Les USA auront fait avorter Nord Stream II, même si c'est pour un temps seulement, un projet auquel tous les acteurs américains, tous partis et tous acteurs confondus, publics et privés, state et non-state, étaient opposés. Ils vendront plus cher le gaz que l'Europe devait acheter à la Russie. Ils auront aussi retardé le rapprochement, à terme inéluctable, entre l'Europe et la Russie, entamé par l'Allemagne, pour laquelle la Russie est géographiquement ce que le Canada est pour les USA. L’industrie de l’armement aux USA, en Europe, au Japon, en Russie, en Chine, etc.,est aussi un grand gagnant. L’Allemagne, ‘Une puissance herbivore dans un environnement international carnivore’, pour paraphraser un responsable allemand, enfin déculpabilisée, a déjà annoncé une forte augmentation de son budget de défense militaire. S’alignerait-elle enfin sur la France dans sa doctrine d’une défense et d’une autonomie stratégique de l’Europe ?

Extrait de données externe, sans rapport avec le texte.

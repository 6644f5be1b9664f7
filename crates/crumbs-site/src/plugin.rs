//! Three-phase build pipeline.
//!
//! A host build drives [`BreadcrumbsPlugin`] in a fixed order:
//!
//! 1. [`configure`](BreadcrumbsPlugin::configure) once, from the loaded config
//! 2. [`discover_files`](BreadcrumbsPlugin::discover_files) once, before rendering
//! 3. [`render_page`](BreadcrumbsPlugin::render_page) for every markdown page

use std::path::{Path, PathBuf};

use crumbs_config::Config;

use crate::breadcrumb::{BreadcrumbSettings, BreadcrumbTrail};
use crate::error::BuildError;
use crate::exclude::ExclusionMatcher;
use crate::files::{FileSet, SourceFile};
use crate::index::IndexGenerator;
use crate::merge::MergedFolders;
use crate::resolver::{FileSetResolver, FsResolver};

/// Derived per-build state of the breadcrumbs and index plugin.
#[derive(Debug)]
pub struct BreadcrumbsPlugin {
    docs_dir: PathBuf,
    settings: BreadcrumbSettings,
    matcher: ExclusionMatcher,
    additional_folders: Vec<PathBuf>,
    generate_home_index: bool,
    /// Published markdown documents, known once discovery has run.
    published: Option<FileSetResolver>,
}

impl BreadcrumbsPlugin {
    /// Derive build state from configuration.
    ///
    /// # Errors
    ///
    /// Fails on an invalid log level or exclusion pattern.
    pub fn configure(config: &Config) -> Result<Self, BuildError> {
        let log_level = config.log_level()?;
        tracing::info!(level = %log_level, "Log level set");

        let docs_dir = config.docs_resolved.source_dir.clone();
        let matcher = ExclusionMatcher::new(&docs_dir, &config.index_resolved.exclude_paths)?;
        let settings = BreadcrumbSettings::from_config(config);

        tracing::debug!(
            docs_dir = %docs_dir.display(),
            base_url = %settings.base_url,
            "Configured breadcrumbs"
        );

        Ok(Self {
            docs_dir,
            settings,
            matcher,
            additional_folders: config.index_resolved.additional_folders.clone(),
            generate_home_index: config.index_resolved.generate_home_index,
            published: None,
        })
    }

    #[must_use]
    pub fn docs_dir(&self) -> &Path {
        &self.docs_dir
    }

    #[must_use]
    pub fn settings(&self) -> &BreadcrumbSettings {
        &self.settings
    }

    /// Merge additional folders, generate index pages and filter the file set.
    ///
    /// Merged copies are removed from the docs directory before returning,
    /// whether or not generation succeeded. Files from merged folders and
    /// generated index pages stay readable through their [`SourceFile`]
    /// origin.
    ///
    /// # Errors
    ///
    /// Propagates the first merge, listing or write failure.
    pub fn discover_files(&mut self, files: &mut FileSet) -> Result<(), BuildError> {
        let mut merged = MergedFolders::new();
        let result = self.merge_and_generate(&mut merged, files);
        merged.cleanup();
        result?;

        let before = files.len();
        files.retain(|file| !self.matcher.is_excluded_relative(file.src_path()));
        tracing::info!(
            files = files.len(),
            excluded = before - files.len(),
            "Discovered files"
        );

        self.published = Some(FileSetResolver::from_files(files));
        Ok(())
    }

    fn merge_and_generate(
        &self,
        merged: &mut MergedFolders,
        files: &mut FileSet,
    ) -> Result<(), BuildError> {
        for folder in &self.additional_folders {
            merged.merge(folder, &self.docs_dir, &self.matcher, files)?;
        }

        let generated = IndexGenerator::new(&self.docs_dir, &self.settings.base_url, &self.matcher)
            .with_home_index(self.generate_home_index)
            .generate()?;

        for page in generated {
            files.insert(SourceFile::generated(page.src_path, page.content));
        }
        Ok(())
    }

    /// Breadcrumb trail for a page URL.
    ///
    /// Ancestors resolve against the published file set after discovery,
    /// and against the docs directory before it.
    #[must_use]
    pub fn trail(&self, url: &str) -> BreadcrumbTrail {
        match &self.published {
            Some(resolver) => BreadcrumbTrail::build(url, &self.settings, resolver),
            None => BreadcrumbTrail::build(url, &self.settings, &FsResolver::new(&self.docs_dir)),
        }
    }

    /// Prefix a page's markdown with its breadcrumb trail.
    #[must_use]
    pub fn render_page(&self, url: &str, markdown: &str) -> String {
        let trail = self.trail(url).render(&self.settings);
        format!("{trail}\n{markdown}")
    }
}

Enfin un grand gagnant est la Chine. Le conflit renforce sa position vis-à-vis de toutes les puissances et de tous les acteurs, sur un grand nombre de questions internationales. La Russie a eu et continuera d'avoir besoin du soutien de la Chine sur la scène internationale et aux Nations-Unies. Elle aura besoin de la Chine pour vendre son gaz et pour remplacer les fournisseurs et les mécanismes de paiement que les sanctions et la coupure du SWIFT lui auront fait perdre.Après la décision de Visa et de Mastercard de suspendre leurs opérations en Russie, plusieurs banques russes ont déjà annoncé ce dimanche 6 mars,2022, qu'elles allaient commencer à émettre prochainement des cartes de paiement utilisant le système chinois de cartes Union Pay couplé au réseau russe Mir.
La proposition d'intermédiation de la Chine dans le conflit actuel est une donnée nouvelle. Elle consacre son statut d'acteur majeur sur la scène européenne, fondésur ses relations économiques et commerciales avec l'Allemagne, l'Italie, la Hongrie, L’Europe Centrale et Orientale, etc., et les ports européens et internationaux qu'elle contrôle déjà, en particulier en Grèce.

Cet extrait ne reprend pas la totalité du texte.